将来のためにも、マンション経営を考えてみよう
2040年問題に太刀打ちするための有効な方法の1つとしてマンション経営を紹介します。
現役の間にローンを返し終えれば、老後は家賃収入を得ることで減少した年金の補填でき、豊かな老後生活ができる可能性が高まります。

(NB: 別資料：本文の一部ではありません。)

//! User model.

use crate::types::{Timestamp, UserId};

/// A registered user.
///
/// Contains the password hash -- never serialize this to API responses.
#[derive(Debug, Clone)]
pub struct User {
    pub id: UserId,
    pub password_hash: String,
    pub created_at: Timestamp,
}

/// Input for creating a user. The password is already hashed.
#[derive(Debug, Clone)]
pub struct NewUser {
    pub id: UserId,
    pub password_hash: String,
}
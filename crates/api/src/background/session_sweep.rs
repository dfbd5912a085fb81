//! Periodic purge of sessions whose refresh token has expired.
//!
//! Expired sessions are already rejected on use; the sweep only keeps the
//! table from growing without bound.

use std::sync::Arc;
use std::time::Duration;

use filegate_core::store::SessionStore;
use tokio_util::sync::CancellationToken;

/// Shortest sweep period; `tokio::time::interval` rejects zero.
pub const MIN_INTERVAL: Duration = Duration::from_secs(1);

/// Run the sweep loop every `interval` until `cancel` is triggered.
///
/// The first pass runs immediately. A zero `interval` is raised to
/// [`MIN_INTERVAL`].
pub async fn run(sessions: Arc<dyn SessionStore>, interval: Duration, cancel: CancellationToken) {
    let interval = interval.max(MIN_INTERVAL);
    tracing::info!(interval_secs = interval.as_secs(), "Session sweep started");

    let mut ticker = tokio::time::interval(interval);

    loop {
        tokio::select! {
            _ = cancel.cancelled() => {
                tracing::info!("Session sweep stopping");
                break;
            }
            _ = ticker.tick() => {
                match sessions.delete_expired().await {
                    Ok(deleted) => {
                        if deleted > 0 {
                            tracing::info!(deleted, "Session sweep: purged expired sessions");
                        } else {
                            tracing::debug!("Session sweep: nothing to purge");
                        }
                    }
                    Err(e) => {
                        tracing::error!(error = %e, "Session sweep: cleanup failed");
                    }
                }
            }
        }
    }
}
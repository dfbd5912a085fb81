//! PostgreSQL tests for the session and user repositories.
//!
//! `#[sqlx::test]` creates a fresh database per test from `DATABASE_URL`
//! and applies the crate's migrations.

use chrono::{Duration, Utc};
use filegate_core::session::{NewSession, SessionTokens};
use filegate_core::store::{SessionStore, StoreError, UserStore};
use filegate_core::user::NewUser;
use filegate_db::PgStore;
use sqlx::PgPool;
use uuid::Uuid;

async fn seed_user(store: &PgStore, id: &str) {
    store
        .create_user(&NewUser {
            id: id.to_string(),
            password_hash: "$argon2id$placeholder".to_string(),
        })
        .await
        .expect("user insert should succeed");
}

fn new_session(user_id: &str, refresh_hash: &str) -> NewSession {
    let now = Utc::now();
    NewSession {
        session_id: Uuid::new_v4(),
        user_id: user_id.to_string(),
        access_token_hash: "a".repeat(64),
        refresh_token_hash: refresh_hash.to_string(),
        access_expires_at: now + Duration::minutes(10),
        refresh_expires_at: now + Duration::days(7),
        device_info: Some("integration-test".to_string()),
        ip_address: Some("127.0.0.1".to_string()),
    }
}

fn tokens(refresh_hash: &str) -> SessionTokens {
    let now = Utc::now();
    SessionTokens {
        access_token_hash: "b".repeat(64),
        refresh_token_hash: refresh_hash.to_string(),
        access_expires_at: now + Duration::minutes(10),
        refresh_expires_at: now + Duration::days(7),
    }
}

#[sqlx::test(migrations = "./migrations")]
async fn duplicate_user_maps_to_duplicate_error(pool: PgPool) {
    let store = PgStore::new(pool);
    seed_user(&store, "a@b.com").await;

    let result = store
        .create_user(&NewUser {
            id: "a@b.com".to_string(),
            password_hash: "other".to_string(),
        })
        .await;

    assert!(matches!(result, Err(StoreError::Duplicate(_))));
}

#[sqlx::test(migrations = "./migrations")]
async fn session_round_trip(pool: PgPool) {
    let store = PgStore::new(pool);
    seed_user(&store, "a@b.com").await;

    let input = new_session("a@b.com", &"1".repeat(64));
    let id = store.create(&input).await.unwrap();
    assert_eq!(id, input.session_id);

    let found = store.find_by_session_id(id).await.unwrap().unwrap();
    assert_eq!(found.user_id, "a@b.com");
    assert!(found.is_active);
    assert_eq!(found.device_info.as_deref(), Some("integration-test"));

    let by_digest = store
        .find_by_refresh_digest(&"1".repeat(64))
        .await
        .unwrap()
        .unwrap();
    assert_eq!(by_digest.session_id, id);
}

#[sqlx::test(migrations = "./migrations")]
async fn rotate_requires_the_current_refresh_digest(pool: PgPool) {
    let store = PgStore::new(pool);
    seed_user(&store, "a@b.com").await;
    let id = store.create(&new_session("a@b.com", &"1".repeat(64))).await.unwrap();

    assert!(store.rotate(id, &"1".repeat(64), &tokens(&"2".repeat(64))).await.unwrap());
    assert!(!store.rotate(id, &"1".repeat(64), &tokens(&"3".repeat(64))).await.unwrap());

    assert!(store.find_by_refresh_digest(&"1".repeat(64)).await.unwrap().is_none());
    assert!(store.find_by_refresh_digest(&"2".repeat(64)).await.unwrap().is_some());
}

#[sqlx::test(migrations = "./migrations")]
async fn delete_is_scoped_to_owner(pool: PgPool) {
    let store = PgStore::new(pool);
    seed_user(&store, "a@b.com").await;
    let id = store.create(&new_session("a@b.com", &"1".repeat(64))).await.unwrap();

    assert!(!store.delete_by_session_id_and_owner(id, "x@y.com").await.unwrap());
    assert!(store.delete_by_session_id_and_owner(id, "a@b.com").await.unwrap());
    assert!(store.find_by_session_id(id).await.unwrap().is_none());
}

#[sqlx::test(migrations = "./migrations")]
async fn delete_expired_purges_only_refresh_expired_rows(pool: PgPool) {
    let store = PgStore::new(pool);
    seed_user(&store, "a@b.com").await;
    let live = store.create(&new_session("a@b.com", &"1".repeat(64))).await.unwrap();
    let stale = store.create(&new_session("a@b.com", &"2".repeat(64))).await.unwrap();

    let mut expired = tokens(&"2".repeat(64));
    expired.refresh_expires_at = Utc::now() - Duration::minutes(1);
    assert!(store.update(stale, &expired).await.unwrap());

    assert_eq!(store.delete_expired().await.unwrap(), 1);
    assert!(store.find_by_session_id(live).await.unwrap().is_some());
    assert!(store.find_by_session_id(stale).await.unwrap().is_none());
}

#[sqlx::test(migrations = "./migrations")]
async fn health_check_succeeds(pool: PgPool) {
    filegate_db::health_check(&pool).await.unwrap();
}
//! In-process store backed by hash maps.
//!
//! Used by the HTTP integration tests and the lifecycle unit tests. Each
//! operation takes the relevant lock once, so `rotate` is a true
//! compare-and-swap.

use std::collections::HashMap;

use async_trait::async_trait;
use chrono::Utc;
use tokio::sync::RwLock;

use super::{SessionStore, StoreError, UserStore};
use crate::session::{NewSession, Session, SessionTokens};
use crate::types::{SessionId, UserId};
use crate::user::{NewUser, User};

#[derive(Debug, Default)]
pub struct MemoryStore {
    users: RwLock<HashMap<UserId, User>>,
    sessions: RwLock<HashMap<SessionId, Session>>,
}

impl MemoryStore {
    pub fn new() -> Self {
        Self::default()
    }

    /// All active sessions owned by `user_id`, oldest first.
    pub async fn sessions_for(&self, user_id: &str) -> Vec<Session> {
        let sessions = self.sessions.read().await;
        let mut owned: Vec<Session> = sessions
            .values()
            .filter(|s| s.is_active && s.user_id == user_id)
            .cloned()
            .collect();
        owned.sort_by_key(|s| s.created_at);
        owned
    }

    /// Total number of session rows, active or not.
    pub async fn session_count(&self) -> usize {
        self.sessions.read().await.len()
    }
}

fn apply_tokens(session: &mut Session, tokens: &SessionTokens) {
    session.access_token_hash = tokens.access_token_hash.clone();
    session.refresh_token_hash = tokens.refresh_token_hash.clone();
    session.access_expires_at = tokens.access_expires_at;
    session.refresh_expires_at = tokens.refresh_expires_at;
    session.last_activity = Utc::now();
}

#[async_trait]
impl UserStore for MemoryStore {
    async fn create_user(&self, user: &NewUser) -> Result<User, StoreError> {
        let mut users = self.users.write().await;
        if users.contains_key(&user.id) {
            return Err(StoreError::Duplicate(format!("users.id = {}", user.id)));
        }

        let row = User {
            id: user.id.clone(),
            password_hash: user.password_hash.clone(),
            created_at: Utc::now(),
        };
        users.insert(row.id.clone(), row.clone());
        Ok(row)
    }

    async fn find_user(&self, id: &str) -> Result<Option<User>, StoreError> {
        Ok(self.users.read().await.get(id).cloned())
    }
}

#[async_trait]
impl SessionStore for MemoryStore {
    async fn create(&self, session: &NewSession) -> Result<SessionId, StoreError> {
        let mut sessions = self.sessions.write().await;
        if sessions.contains_key(&session.session_id) {
            return Err(StoreError::Duplicate(format!(
                "sessions.session_id = {}",
                session.session_id
            )));
        }

        let now = Utc::now();
        sessions.insert(
            session.session_id,
            Session {
                session_id: session.session_id,
                user_id: session.user_id.clone(),
                access_token_hash: session.access_token_hash.clone(),
                refresh_token_hash: session.refresh_token_hash.clone(),
                access_expires_at: session.access_expires_at,
                refresh_expires_at: session.refresh_expires_at,
                is_active: true,
                device_info: session.device_info.clone(),
                ip_address: session.ip_address.clone(),
                created_at: now,
                last_activity: now,
            },
        );
        Ok(session.session_id)
    }

    async fn find_by_refresh_digest(&self, digest: &str) -> Result<Option<Session>, StoreError> {
        let sessions = self.sessions.read().await;
        Ok(sessions
            .values()
            .find(|s| s.is_active && s.refresh_token_hash == digest)
            .cloned())
    }

    async fn find_by_session_id(&self, id: SessionId) -> Result<Option<Session>, StoreError> {
        let sessions = self.sessions.read().await;
        Ok(sessions.get(&id).filter(|s| s.is_active).cloned())
    }

    async fn update(&self, id: SessionId, tokens: &SessionTokens) -> Result<bool, StoreError> {
        let mut sessions = self.sessions.write().await;
        match sessions.get_mut(&id) {
            Some(session) => {
                apply_tokens(session, tokens);
                Ok(true)
            }
            None => Ok(false),
        }
    }

    async fn rotate(
        &self,
        id: SessionId,
        expected_refresh_digest: &str,
        tokens: &SessionTokens,
    ) -> Result<bool, StoreError> {
        let mut sessions = self.sessions.write().await;
        match sessions.get_mut(&id) {
            Some(session)
                if session.is_active && session.refresh_token_hash == expected_refresh_digest =>
            {
                apply_tokens(session, tokens);
                Ok(true)
            }
            _ => Ok(false),
        }
    }

    async fn delete_by_session_id_and_owner(
        &self,
        id: SessionId,
        user_id: &str,
    ) -> Result<bool, StoreError> {
        let mut sessions = self.sessions.write().await;
        if sessions.get(&id).is_some_and(|s| s.user_id == user_id) {
            sessions.remove(&id);
            return Ok(true);
        }
        Ok(false)
    }

    async fn delete_expired(&self) -> Result<u64, StoreError> {
        let now = Utc::now();
        let mut sessions = self.sessions.write().await;
        let before = sessions.len();
        sessions.retain(|_, s| s.refresh_expires_at >= now);
        Ok((before - sessions.len()) as u64)
    }

    async fn health_check(&self) -> Result<(), StoreError> {
        Ok(())
    }
}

ここでは、マンション経営のメリットとデメリットについて少し紹介します。
マンション経営のメリットとデメリット
区分マンションをはじめとするマンション経営では、以下のようなメリットとデメリットがあります。
【マンション経営のメリット・デメリット】
メリット | デメリット |
---|---|
・比較的収入が安定している ・保険の代わりになる ・節税効果あり ・少ない自己資金で始められる ・手間がかからない |
・空室リスク ・家賃滞納リスク ・災害リスク ・修繕費を準備しておく必要がある |
賃貸物件への入居者は通常年単位で入居し続けるため、大家側は比較的安定した収入を得られます。
ローン完済後は家賃収入のみが残りますので、老後の生活費も安心です。
投資なので、いくつかのリスクはもちろんありますが、2040年問題対策にもじっくり取り組める資産形成の方法だといえます。
記事まとめ
65歳以上の高齢者数のピークを迎えることにより、さまざまな弊害が引き起こされることも予想される「2040年問題」。
乗り切るためには、国による施策だけに頼らず、自身でも自己資金を貯めていくことが重要でしょう。
不動産投資では管理会社に管理を任せられますので、初心者でも無理なく始められる資産形成の方法だといえます。
自分に合う方法で自己資金を作っていき、2040年問題を乗り切りましょう。